- **Action item**
Copy out each line of the data that contains "StorageError".

%%

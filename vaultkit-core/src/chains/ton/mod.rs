//! TON, the primary chain.

pub mod address;
pub mod mnemonic;

use std::sync::Arc;

use async_trait::async_trait;
use bip39::{Language, Mnemonic};
use ed25519_dalek::SigningKey;
use serde::{Deserialize, Serialize};
use strum::{Display, EnumString};
use zeroize::Zeroizing;

pub use address::TonAddress;

use super::{
    slip10, Chain, ChainCache, ChainError, ChainResult, ChainStateProbe, ChainWallet,
    WalletRecord,
};
use crate::{config::Network, vault::SecretPhrase};

const BIP39_DERIVATION_PATH: &str = "m/44'/607'/0'";

/// Wallet contract versions.
#[derive(
    Debug,
    Clone,
    Copy,
    PartialEq,
    Eq,
    Hash,
    Default,
    Display,
    EnumString,
    Serialize,
    Deserialize,
)]
pub enum TonWalletVersion {
    /// Wallet v3 revision 2.
    #[strum(serialize = "v3R2")]
    #[serde(rename = "v3R2")]
    V3R2,
    /// Wallet v4 revision 2.
    #[default]
    #[strum(serialize = "v4R2")]
    #[serde(rename = "v4R2")]
    V4R2,
    /// Wallet v5.
    #[strum(serialize = "W5")]
    #[serde(rename = "W5")]
    W5,
}

/// The TON chain module.
pub struct TonChain {
    cache: ChainCache,
    probe: Arc<dyn ChainStateProbe>,
}

impl TonChain {
    /// Creates the module; `probe` answers transaction-history queries.
    #[must_use]
    pub fn new(probe: Arc<dyn ChainStateProbe>) -> Self {
        Self {
            cache: ChainCache::default(),
            probe,
        }
    }

    fn record(
        signing_key: &SigningKey,
        network: Network,
        version: TonWalletVersion,
    ) -> WalletRecord {
        Self::record_for_key(signing_key.verifying_key().to_bytes(), network, version)
    }

    fn record_for_key(
        public_key: [u8; 32],
        network: Network,
        version: TonWalletVersion,
    ) -> WalletRecord {
        WalletRecord {
            address: TonAddress::for_wallet(&public_key, version).to_friendly(network),
            public_key: Some(hex::encode(public_key)),
            index: 0,
            version: Some(version),
        }
    }
}

async fn blocking<T, F>(task: F) -> ChainResult<T>
where
    T: Send + 'static,
    F: FnOnce() -> ChainResult<T> + Send + 'static,
{
    tokio::task::spawn_blocking(task)
        .await
        .map_err(|err| ChainError::Derivation(format!("derivation task failed: {err}")))?
}

#[async_trait]
impl ChainWallet for TonChain {
    fn chain(&self) -> Chain {
        Chain::Ton
    }

    fn cache(&self) -> &ChainCache {
        &self.cache
    }

    async fn generate_mnemonic(&self) -> ChainResult<SecretPhrase> {
        blocking(mnemonic::generate).await
    }

    async fn validate_mnemonic(&self, phrase: &SecretPhrase) -> bool {
        let phrase = phrase.clone();
        blocking(move || Ok(mnemonic::validate(&phrase)))
            .await
            .unwrap_or(false)
    }

    async fn wallet_from_mnemonic(
        &self,
        network: Network,
        phrase: &SecretPhrase,
        version: TonWalletVersion,
    ) -> ChainResult<WalletRecord> {
        let phrase = phrase.clone();
        let signing_key = blocking(move || mnemonic::signing_key(&phrase)).await?;
        Ok(Self::record(&signing_key, network, version))
    }

    async fn wallet_from_bip39_mnemonic(
        &self,
        network: Network,
        phrase: &SecretPhrase,
    ) -> ChainResult<WalletRecord> {
        let joined = phrase.joined();
        let mnemonic = Mnemonic::parse_in_normalized(Language::English, &joined)
            .map_err(|_| ChainError::InvalidMnemonic)?;
        let seed = Zeroizing::new(mnemonic.to_seed(""));
        let secret = slip10::derive_ed25519(&seed[..], BIP39_DERIVATION_PATH)?;
        let signing_key = SigningKey::from_bytes(&secret);
        Ok(Self::record(&signing_key, network, TonWalletVersion::default()))
    }

    async fn wallet_from_private_key(
        &self,
        network: Network,
        private_key: &SecretPhrase,
        version: TonWalletVersion,
    ) -> ChainResult<WalletRecord> {
        if !private_key.is_private_key() {
            return Err(ChainError::InvalidPrivateKey);
        }
        let joined = private_key.joined();
        let mut secret = Zeroizing::new([0u8; 32]);
        hex::decode_to_slice(joined.as_str(), &mut secret[..])
            .map_err(|_| ChainError::InvalidPrivateKey)?;
        let signing_key = SigningKey::from_bytes(&secret);
        Ok(Self::record(&signing_key, network, version))
    }

    async fn wallet_from_address(
        &self,
        network: Network,
        address: &str,
    ) -> ChainResult<WalletRecord> {
        let parsed = TonAddress::parse(address)?;
        Ok(WalletRecord::address_only(parsed.to_friendly(network), 0))
    }

    fn wallet_from_public_key(
        &self,
        network: Network,
        public_key: &str,
        version: TonWalletVersion,
    ) -> ChainResult<WalletRecord> {
        let mut key = [0u8; 32];
        hex::decode_to_slice(public_key, &mut key)
            .map_err(|_| ChainError::Derivation("malformed public key".to_string()))?;
        Ok(Self::record_for_key(key, network, version))
    }

    fn reencode_address(&self, address: &str, network: Network) -> ChainResult<String> {
        Ok(TonAddress::parse(address)?.to_friendly(network))
    }

    async fn last_transaction_id(
        &self,
        network: Network,
        address: &str,
    ) -> ChainResult<Option<String>> {
        self.probe.last_transaction_id(network, address).await
    }
}
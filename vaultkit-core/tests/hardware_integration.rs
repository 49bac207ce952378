mod common;

use std::sync::{atomic::Ordering, Arc};

use common::{harness, FakeCompanionTab, FakeDevice};
use vaultkit_core::{
    accounts::AccountKind,
    bridge::{ChannelBridge, SurfaceAction},
    config::{HardwareConfig, Network, RuntimeEnvironment, SurfaceRole},
    hardware::{
        AvailableTransports, HardwareError, HardwarePairing, HardwareState, PairingEntry,
        Transport,
    },
    HardwareConnectionKind,
};

fn pairing(device: Arc<FakeDevice>) -> HardwarePairing {
    HardwarePairing::new(
        HardwareConfig::default(),
        RuntimeEnvironment::default(),
        device,
    )
}

async fn wait_for_connect_call(device: &FakeDevice) {
    while device.connects.load(Ordering::SeqCst) == 0 {
        tokio::task::yield_now().await;
    }
}

#[tokio::test]
async fn test_no_transport_is_terminal_unsupported() {
    let device = Arc::new(FakeDevice::new(AvailableTransports::default()));
    let pairing = pairing(device.clone());

    match pairing.initialize_modal(Network::Mainnet).await {
        Err(HardwareError::Connection(HardwareConnectionKind::UnsupportedDevice)) => {}
        Err(err) => panic!("unexpected error: {err}"),
        Ok(state) => panic!("expected error, got {state:?}"),
    }
    let session = pairing.session();
    assert_eq!(session.state, HardwareState::Failed);
    assert_eq!(
        session.failure,
        Some(HardwareConnectionKind::UnsupportedDevice)
    );
    assert_eq!(device.connects.load(Ordering::SeqCst), 0);
}

#[tokio::test]
async fn test_single_transport_connects_and_imports_selection() {
    let harness = harness().await;
    let device = Arc::new(FakeDevice::usb_only());
    let pairing = pairing(device.clone());

    let state = pairing
        .initialize_modal(Network::Mainnet)
        .await
        .expect("pairing");
    assert_eq!(state, HardwareState::Connected);
    let session = pairing.session();
    assert_eq!(session.transport, Some(Transport::Usb));
    assert_eq!(session.discovered_wallets.len(), 5);

    let selected = pairing.select_wallets(&[3, 1]).expect("selection");
    assert_eq!(
        selected.iter().map(|wallet| wallet.index).collect::<Vec<_>>(),
        vec![1, 3]
    );
    assert_eq!(pairing.session().selected_indices, vec![1, 3]);

    let imported = harness
        .auth
        .import_hardware_wallets(Network::Mainnet, &selected, &pairing.descriptor())
        .await
        .expect("import");
    assert_eq!(imported.len(), 2);
    assert_eq!(
        harness.accounts.current_account_id(),
        Some(imported[0].account_id.clone())
    );
    let account = harness
        .accounts
        .require_account(&imported[1].account_id)
        .await
        .unwrap();
    assert_eq!(account.kind(), AccountKind::Hardware);
    assert_eq!(account.wallets.values().next().unwrap().index, 3);
}

#[tokio::test]
async fn test_unknown_selection_is_rejected() {
    let pairing = pairing(Arc::new(FakeDevice::usb_only()));
    pairing.initialize_modal(Network::Mainnet).await.unwrap();
    for indices in [&[][..], &[42][..]] {
        match pairing.select_wallets(indices) {
            Err(HardwareError::InvalidSelection(_)) => {}
            Err(err) => panic!("unexpected error: {err}"),
            Ok(_) => panic!("expected error"),
        }
    }
}

#[tokio::test]
async fn test_several_transports_wait_for_choice() {
    let mut device = FakeDevice::new(AvailableTransports {
        usb: true,
        bluetooth: true,
    });
    device.usb_attached = false;
    let pairing = pairing(Arc::new(device));

    let state = pairing.initialize_modal(Network::Testnet).await.unwrap();
    assert_eq!(state, HardwareState::Connect);
    assert_eq!(
        pairing.session().last_used_transport,
        Some(Transport::Bluetooth)
    );

    match pairing.connect_hardware_wallet(None).await {
        Err(HardwareError::InvalidSelection(_)) => {}
        Err(err) => panic!("unexpected error: {err}"),
        Ok(state) => panic!("expected error, got {state:?}"),
    }
    let state = pairing
        .connect_hardware_wallet(Some(Transport::Bluetooth))
        .await
        .expect("connect");
    assert_eq!(state, HardwareState::Connected);
    assert_eq!(pairing.session().transport, Some(Transport::Bluetooth));
}

#[tokio::test(start_paused = true)]
async fn test_missing_signing_app_fails_distinctly() {
    let mut device = FakeDevice::usb_only();
    device.app_closed_checks = usize::MAX;
    let device = Arc::new(device);
    let pairing = pairing(device.clone());

    match pairing.initialize_modal(Network::Mainnet).await {
        Err(HardwareError::Connection(HardwareConnectionKind::AppNotFound)) => {}
        Err(err) => panic!("unexpected error: {err}"),
        Ok(state) => panic!("expected error, got {state:?}"),
    }
    let session = pairing.session();
    assert_eq!(session.state, HardwareState::Failed);
    assert_eq!(session.failure, Some(HardwareConnectionKind::AppNotFound));
    assert!(device.app_checks.load(Ordering::SeqCst) >= HardwareConfig::default().app_poll_attempts);
    assert!(device.disconnects.load(Ordering::SeqCst) >= 1);
}

#[tokio::test(start_paused = true)]
async fn test_waiting_for_signing_app_that_never_opens_fails() {
    let mut device = FakeDevice::new(AvailableTransports {
        usb: true,
        bluetooth: true,
    });
    device.app_closed_checks = usize::MAX;
    let device = Arc::new(device);
    let pairing = pairing(device.clone());
    let state = pairing.initialize_modal(Network::Mainnet).await.unwrap();
    assert_eq!(state, HardwareState::Connect);

    assert!(!pairing.wait_for_signing_app().await.expect("poll"));
    let session = pairing.session();
    assert_eq!(session.state, HardwareState::Failed);
    assert_eq!(session.failure, Some(HardwareConnectionKind::AppNotFound));
    assert_eq!(device.disconnects.load(Ordering::SeqCst), 1);
}

#[tokio::test]
async fn test_reset_restarts_with_known_transports() {
    let device = FakeDevice::new(AvailableTransports {
        usb: true,
        bluetooth: true,
    });
    let pairing = pairing(Arc::new(device));
    pairing.initialize_modal(Network::Testnet).await.unwrap();
    let before = pairing.session();

    pairing.reset().await;
    let after = pairing.session();
    assert_ne!(after.attempt, before.attempt);
    assert_eq!(after.state, HardwareState::Connect);
    assert_eq!(after.network, Some(Network::Testnet));
    assert_eq!(after.available_transports, before.available_transports);
    assert_eq!(after.last_used_transport, before.last_used_transport);
}

#[tokio::test(start_paused = true)]
async fn test_signing_app_opened_late() {
    let mut device = FakeDevice::usb_only();
    device.app_closed_checks = 3;
    let pairing = pairing(Arc::new(device));
    let state = pairing.initialize_modal(Network::Mainnet).await.unwrap();
    assert_eq!(state, HardwareState::Connected);
}

#[tokio::test]
async fn test_connection_failure() {
    let device = Arc::new(FakeDevice::usb_only().with_connect_results(vec![false]));
    let pairing = pairing(device);
    match pairing.initialize_modal(Network::Mainnet).await {
        Err(HardwareError::Connection(HardwareConnectionKind::ConnectionFailed)) => {}
        Err(err) => panic!("unexpected error: {err}"),
        Ok(state) => panic!("expected error, got {state:?}"),
    }
    assert_eq!(
        pairing.session().failure,
        Some(HardwareConnectionKind::ConnectionFailed)
    );
}

#[tokio::test]
async fn test_cancel_stops_in_flight_attempt() {
    let device = Arc::new(FakeDevice::usb_only());
    device.hang_on_connect.store(true, Ordering::SeqCst);
    let pairing = Arc::new(pairing(device.clone()));

    let task = tokio::spawn({
        let pairing = pairing.clone();
        async move { pairing.initialize_modal(Network::Mainnet).await }
    });
    wait_for_connect_call(&device).await;
    assert_eq!(pairing.session().state, HardwareState::Connecting);

    pairing.cancel().await;

    match task.await.unwrap() {
        Err(HardwareError::Cancelled) => {}
        Err(err) => panic!("unexpected error: {err}"),
        Ok(state) => panic!("expected cancellation, got {state:?}"),
    }
    let session = pairing.session();
    assert_eq!(session.attempt, None);
    assert_eq!(session.state, HardwareState::Connect);
    assert!(device.disconnects.load(Ordering::SeqCst) >= 1);
}

#[tokio::test]
async fn test_new_attempt_supersedes_old_one() {
    let device = Arc::new(FakeDevice::usb_only());
    device.hang_on_connect.store(true, Ordering::SeqCst);
    let pairing = Arc::new(pairing(device.clone()));

    let first = tokio::spawn({
        let pairing = pairing.clone();
        async move { pairing.initialize_modal(Network::Mainnet).await }
    });
    wait_for_connect_call(&device).await;
    let stale_attempt = pairing.session().attempt;

    device.hang_on_connect.store(false, Ordering::SeqCst);
    let state = pairing.initialize_modal(Network::Mainnet).await.unwrap();
    assert_eq!(state, HardwareState::Connected);

    assert!(matches!(
        first.await.unwrap(),
        Err(HardwareError::Cancelled)
    ));
    let session = pairing.session();
    assert_ne!(session.attempt, stale_attempt);
    assert_eq!(session.state, HardwareState::Connected);
    assert_eq!(device.disconnects.load(Ordering::SeqCst), 1);
}

#[tokio::test(start_paused = true)]
async fn test_companion_tab_handshake() {
    let device = Arc::new(FakeDevice::usb_only().with_connect_results(vec![false]));
    let tab = Arc::new(FakeCompanionTab::default());
    let env = RuntimeEnvironment {
        can_open_companion_tab: true,
        ..RuntimeEnvironment::default()
    };
    let pairing = Arc::new(
        HardwarePairing::new(HardwareConfig::default(), env, device.clone())
            .with_companion_tab(tab.clone()),
    );
    let mut session = pairing.subscribe();

    let task = tokio::spawn({
        let pairing = pairing.clone();
        async move { pairing.initialize_modal(Network::Mainnet).await }
    });
    session
        .wait_for(|session| session.state == HardwareState::WaitingForBrowser)
        .await
        .unwrap();
    while tab.opened.load(Ordering::SeqCst) == 0 {
        tokio::time::sleep(std::time::Duration::from_millis(100)).await;
    }
    tab.close.notify_one();

    assert_eq!(task.await.unwrap().unwrap(), HardwareState::Connected);
    assert_eq!(device.connects.load(Ordering::SeqCst), 2);
}

#[tokio::test]
async fn test_delegated_surface_forwards_pairing() {
    let (bridge, mut endpoints) = ChannelBridge::new(SurfaceRole::Delegated);
    let entry = PairingEntry::Delegated(Arc::new(bridge));
    assert_eq!(entry.open_modal(Network::Mainnet).await.unwrap(), None);

    let message = endpoints.main.recv().await.expect("forwarded");
    assert!(matches!(
        message.action,
        SurfaceAction::InitializeHardwareWalletModal {
            network: Network::Mainnet
        }
    ));

    let device = Arc::new(FakeDevice::usb_only());
    let main = Arc::new(pairing(device.clone()));
    main.handle_forwarded(message).await;
    assert_eq!(main.session().state, HardwareState::Connected);
    assert_eq!(device.connects.load(Ordering::SeqCst), 1);

    let entry = PairingEntry::Main(main.clone());
    assert_eq!(
        entry
            .open_connection(Network::Mainnet, Transport::Usb)
            .await
            .unwrap(),
        Some(HardwareState::Connected)
    );
}
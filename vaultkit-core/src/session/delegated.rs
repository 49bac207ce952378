use std::sync::{Arc, Mutex};

use secrecy::SecretString;
use tokio::{sync::watch, time::Instant};

use super::{ActivityEvent, ActivityThrottle, LockEvent, LockState};
use crate::{
    bridge::{SurfaceAction, SurfaceBridge, SurfaceMessage},
    config::LockConfig,
};

/// Lock state as seen from a delegated surface.
///
/// The state here is a cache of what the main surface propagated and may lag
/// behind it. Every intent goes to the main surface; nothing here unlocks.
pub struct DelegatedLockView {
    bridge: Arc<dyn SurfaceBridge>,
    state: watch::Sender<LockState>,
    throttle: Mutex<ActivityThrottle>,
}

impl std::fmt::Debug for DelegatedLockView {
    fn fmt(&self, f: &mut std::fmt::Formatter<'_>) -> std::fmt::Result {
        f.debug_struct("DelegatedLockView")
            .field("state", &*self.state.borrow())
            .finish_non_exhaustive()
    }
}

impl DelegatedLockView {
    /// Creates a view seeded with `initial`, usually the main surface's state at
    /// the time this surface opened.
    #[must_use]
    pub fn new(config: &LockConfig, initial: LockState, bridge: Arc<dyn SurfaceBridge>) -> Self {
        let (state, _) = watch::channel(initial);
        Self {
            bridge,
            state,
            throttle: Mutex::new(ActivityThrottle::new(config.activity_latency())),
        }
    }

    /// The cached state.
    #[must_use]
    pub fn state(&self) -> LockState {
        self.state.borrow().clone()
    }

    /// Whether the cached state is locked.
    #[must_use]
    pub fn is_locked(&self) -> bool {
        self.state.borrow().is_locked
    }

    /// Observes cache updates.
    #[must_use]
    pub fn subscribe(&self) -> watch::Receiver<LockState> {
        self.state.subscribe()
    }

    /// Forwards activity to the main surface, at most once per latency window.
    /// Returns whether it was forwarded.
    pub fn report_activity(&self, event: ActivityEvent) -> bool {
        let passed = self
            .throttle
            .lock()
            .unwrap_or_else(std::sync::PoisonError::into_inner)
            .pass(Instant::now());
        if passed {
            self.bridge
                .send_to_main(SurfaceAction::SubmitAppLockActivity(event));
        }
        passed
    }

    /// Asks the main surface to lock now.
    pub fn request_lock(&self) {
        self.bridge.send_to_main(SurfaceAction::RequestManualLock);
    }

    /// Hands a password to the main surface for verification. The outcome
    /// arrives later as a propagated event.
    pub fn submit_password(&self, password: SecretString) {
        self.bridge
            .send_to_main(SurfaceAction::SubmitUnlockPassword(password));
    }

    /// Asks the main surface to drop the pin-accepted flag.
    pub fn clear_pin_accepted(&self) {
        self.bridge.send_to_main(SurfaceAction::ClearPinAccepted);
    }

    /// Applies a propagated transition unless it is stale.
    pub fn apply(&self, event: &LockEvent) -> bool {
        let applied = self.state.send_if_modified(|state| state.apply(event));
        if !applied {
            tracing::debug!(seq = event.seq, "stale lock event ignored");
        }
        applied
    }

    /// Handles a message delivered to this surface.
    pub fn handle_message(&self, message: &SurfaceMessage) -> bool {
        match &message.action {
            SurfaceAction::LockStateChanged(event) => self.apply(event),
            _ => false,
        }
    }
}
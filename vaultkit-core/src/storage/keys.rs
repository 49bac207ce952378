//! Composite storage keys.

use std::{fmt, str::FromStr};

use strum::{Display, EnumString};

use super::error::StorageError;
use crate::{accounts::AccountId, config::Network};

/// Entity-type namespaces understood by the store.
#[derive(Debug, Clone, Copy, PartialEq, Eq, Hash, PartialOrd, Ord, Display, EnumString)]
#[strum(serialize_all = "camelCase")]
pub enum Namespace {
    /// Account records, scoped by account id.
    Accounts,
    /// The active account id. Unscoped.
    CurrentAccountId,
    /// Next-index counter, scoped by network.
    AccountCounter,
    /// Connected dapps, scoped by account id.
    Dapps,
    /// NFT index entries, scoped by account id.
    Nfts,
}

impl Namespace {
    /// Namespaces holding records that belong to a single account, the account
    /// record itself last.
    pub const ACCOUNT_SCOPED: [Self; 3] = [Self::Dapps, Self::Nfts, Self::Accounts];
}

/// A composite key: a namespace plus an optional scope (`accounts:0-mainnet`).
#[derive(Debug, Clone, PartialEq, Eq, Hash, PartialOrd, Ord)]
pub struct StorageKey {
    namespace: Namespace,
    scope: Option<String>,
}

impl StorageKey {
    /// A key addressing the whole namespace.
    #[must_use]
    pub const fn unscoped(namespace: Namespace) -> Self {
        Self {
            namespace,
            scope: None,
        }
    }

    /// A key addressing one account's record within `namespace`.
    #[must_use]
    pub fn account(namespace: Namespace, account_id: &AccountId) -> Self {
        Self {
            namespace,
            scope: Some(account_id.to_string()),
        }
    }

    /// A key scoped to a network within `namespace`.
    #[must_use]
    pub fn network(namespace: Namespace, network: Network) -> Self {
        Self {
            namespace,
            scope: Some(network.to_string()),
        }
    }

    /// The namespace of this key.
    #[must_use]
    pub const fn namespace(&self) -> Namespace {
        self.namespace
    }

    /// The scope of this key, if any.
    #[must_use]
    pub fn scope(&self) -> Option<&str> {
        self.scope.as_deref()
    }

    /// The account this key is scoped to, if its scope parses as an account id.
    #[must_use]
    pub fn account_id(&self) -> Option<AccountId> {
        self.scope.as_deref().and_then(|scope| scope.parse().ok())
    }

    /// Whether the key belongs to `network`, either directly or through an account id.
    #[must_use]
    pub fn matches_network(&self, network: Network) -> bool {
        match self.scope.as_deref() {
            None => false,
            Some(scope) => self
                .account_id()
                .map_or(scope == network.to_string(), |id| id.network() == network),
        }
    }
}

impl fmt::Display for StorageKey {
    fn fmt(&self, f: &mut fmt::Formatter<'_>) -> fmt::Result {
        match &self.scope {
            Some(scope) => write!(f, "{}:{scope}", self.namespace),
            None => write!(f, "{}", self.namespace),
        }
    }
}

impl FromStr for StorageKey {
    type Err = StorageError;

    fn from_str(s: &str) -> Result<Self, Self::Err> {
        let (namespace, scope) = match s.split_once(':') {
            Some((namespace, scope)) => (namespace, Some(scope.to_string())),
            None => (s, None),
        };
        let namespace = namespace
            .parse()
            .map_err(|_| StorageError::InvalidKey(s.to_string()))?;
        Ok(Self { namespace, scope })
    }
}
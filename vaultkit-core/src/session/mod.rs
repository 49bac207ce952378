//! Session lock: idle timeout, manual lock and password or biometric unlock,
//! kept consistent across surfaces.
//!
//! The main surface runs [`SessionLock`], the only place lock transitions are
//! decided. Delegated surfaces hold a [`DelegatedLockView`] that forwards
//! intents and replays the sequenced [`LockEvent`]s it receives.

mod activity;
mod autolock;
mod delegated;
mod lock;
mod state;

pub use activity::{ActivityEvent, ActivityThrottle};
pub use autolock::AutolockPeriod;
pub use delegated::DelegatedLockView;
pub use lock::{
    BiometricPrompt, LockAffordances, NoAffordances, SessionLock, UnlockVerifier,
    VaultUnlockVerifier,
};
pub use state::{LockEvent, LockState, LockTransition, UnlockSlide, WRONG_PASSWORD_MESSAGE};
//! SLIP-0010 ed25519 derivation. Hardened children only.

use hmac::{Hmac, Mac};
use sha2::Sha512;
use zeroize::Zeroizing;

use super::{ChainError, ChainResult};

type HmacSha512 = Hmac<Sha512>;

const MASTER_SECRET: &[u8] = b"ed25519 seed";
const HARDENED_OFFSET: u32 = 0x8000_0000;

/// Derives the ed25519 private key at `path` (e.g. `m/44'/607'/0'`) from a BIP39 seed.
pub(crate) fn derive_ed25519(seed: &[u8], path: &str) -> ChainResult<Zeroizing<[u8; 32]>> {
    let indices = parse_path(path)?;
    let (mut key, mut chain_code) = split(hmac_sha512(MASTER_SECRET, &[seed][..])?);

    for index in indices {
        let (child_key, child_chain_code) = split(hmac_sha512(
            chain_code.as_slice(),
            &[&[0u8][..], key.as_slice(), &index.to_be_bytes()[..]],
        )?);
        key = child_key;
        chain_code = child_chain_code;
    }
    Ok(key)
}

fn hmac_sha512(key: &[u8], parts: &[&[u8]]) -> ChainResult<Zeroizing<[u8; 64]>> {
    let mut mac = HmacSha512::new_from_slice(key)
        .map_err(|err| ChainError::Derivation(format!("hmac init failed: {err}")))?;
    for part in parts {
        mac.update(part);
    }
    let mut out = Zeroizing::new([0u8; 64]);
    out.copy_from_slice(&mac.finalize().into_bytes());
    Ok(out)
}

fn split(buf: Zeroizing<[u8; 64]>) -> (Zeroizing<[u8; 32]>, Zeroizing<[u8; 32]>) {
    let mut left = Zeroizing::new([0u8; 32]);
    let mut right = Zeroizing::new([0u8; 32]);
    left.copy_from_slice(&buf[..32]);
    right.copy_from_slice(&buf[32..]);
    (left, right)
}

fn parse_path(path: &str) -> ChainResult<Vec<u32>> {
    let mut segments = path.split('/');
    if segments.next() != Some("m") {
        return Err(ChainError::Derivation(format!("path must start with m: {path}")));
    }
    segments
        .map(|segment| {
            let index = segment
                .strip_suffix('\'')
                .ok_or_else(|| {
                    ChainError::Derivation(format!("ed25519 requires hardened segments: {path}"))
                })?
                .parse::<u32>()
                .map_err(|_| ChainError::Derivation(format!("bad path segment: {segment}")))?;
            if index >= HARDENED_OFFSET {
                return Err(ChainError::Derivation(format!("index out of range: {segment}")));
            }
            Ok(index | HARDENED_OFFSET)
        })
        .collect()
}
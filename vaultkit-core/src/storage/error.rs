//! Error types for durable storage.

use thiserror::Error;

/// Result type for storage operations.
pub type StorageResult<T> = Result<T, StorageError>;

/// Errors raised by storage backends and record codecs.
#[derive(Debug, Error)]
pub enum StorageError {
    /// Errors coming from the key-value backend.
    #[error("backend error: {0}")]
    Backend(String),

    /// Serialization/deserialization failures.
    #[error("serialization error: {0}")]
    Serialization(String),

    /// Invalid or malformed record envelope.
    #[error("invalid envelope: {0}")]
    InvalidEnvelope(String),

    /// Unsupported envelope version.
    #[error("unsupported envelope version: {0}")]
    UnsupportedEnvelopeVersion(u32),

    /// A composite key could not be parsed.
    #[error("invalid storage key: {0}")]
    InvalidKey(String),
}

impl From<std::io::Error> for StorageError {
    fn from(error: std::io::Error) -> Self {
        Self::Backend(error.to_string())
    }
}
//! Durable key-value storage: the platform interface, composite keys, record
//! envelopes and the bundled backends.

pub mod error;
pub(crate) mod envelope;
pub mod file;
pub mod keys;
pub mod memory;
pub mod traits;

pub use error::{StorageError, StorageResult};
pub use file::FileStore;
pub use keys::{Namespace, StorageKey};
pub use memory::MemoryStore;
pub use traits::KeyValueStore;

%%

- **Result**
use super::error::StorageError;
    type Err = StorageError;
            .map_err(|_| StorageError::InvalidKey(s.to_string()))?;
pub type StorageResult<T> = Result<T, StorageError>;
pub enum StorageError {
impl From<std::io::Error> for StorageError {
pub use error::{StorageError, StorageResult};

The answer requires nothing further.